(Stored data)
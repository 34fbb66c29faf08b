//! Static-mapping-file fallback provider, used under the
//! `db_with_file_fallback` resolver mode. Reads a YAML file once at
//! startup and never emits change events — the resolver falls back to
//! this provider's snapshot when the live store is unhealthy.

use crate::core::providers::{Provider, ProviderEvent};
use anyhow::{Context, Error};
use async_trait::async_trait;
use config::{Config, File as ConfigFile};
use serde::de::DeserializeOwned;
use std::marker::PhantomData;
use std::path::PathBuf;
use tracing::info;

pub struct FileProvider<T> {
    path: PathBuf,
    _marker: PhantomData<T>,
}

impl<T> FileProvider<T>
where
    T: DeserializeOwned + Clone + Send + Sync + 'static,
{
    pub fn new(path: impl Into<PathBuf>) -> Self {
        Self {
            path: path.into(),
            _marker: PhantomData,
        }
    }
}

#[async_trait]
impl<T> Provider<T> for FileProvider<T>
where
    T: DeserializeOwned + Clone + Send + Sync + 'static,
{
    async fn start(
        &self,
        _on_event: Box<dyn Fn(ProviderEvent<T>) + Send + Sync>,
    ) -> Result<Vec<T>, Error> {
        let path = self.path.clone();
        let items: Vec<T> = tokio::task::spawn_blocking(move || -> Result<Vec<T>, Error> {
            let settings = Config::builder()
                .add_source(ConfigFile::from(path.clone()))
                .build()
                .with_context(|| format!("reading fallback file {}", path.display()))?;

            settings
                .try_deserialize()
                .with_context(|| format!("parsing fallback file {}", path.display()))
        })
        .await
        .context("fallback file load task panicked")??;

        info!(
            "Loaded {} entries from fallback file {}",
            items.len(),
            self.path.display()
        );
        Ok(items)
    }
}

About this exercise:
Check each line in the records above for the word "format". Return those that have it.

Result of the task:
                .with_context(|| format!("reading fallback file {}", path.display()))?;
                .with_context(|| format!("parsing fallback file {}", path.display()))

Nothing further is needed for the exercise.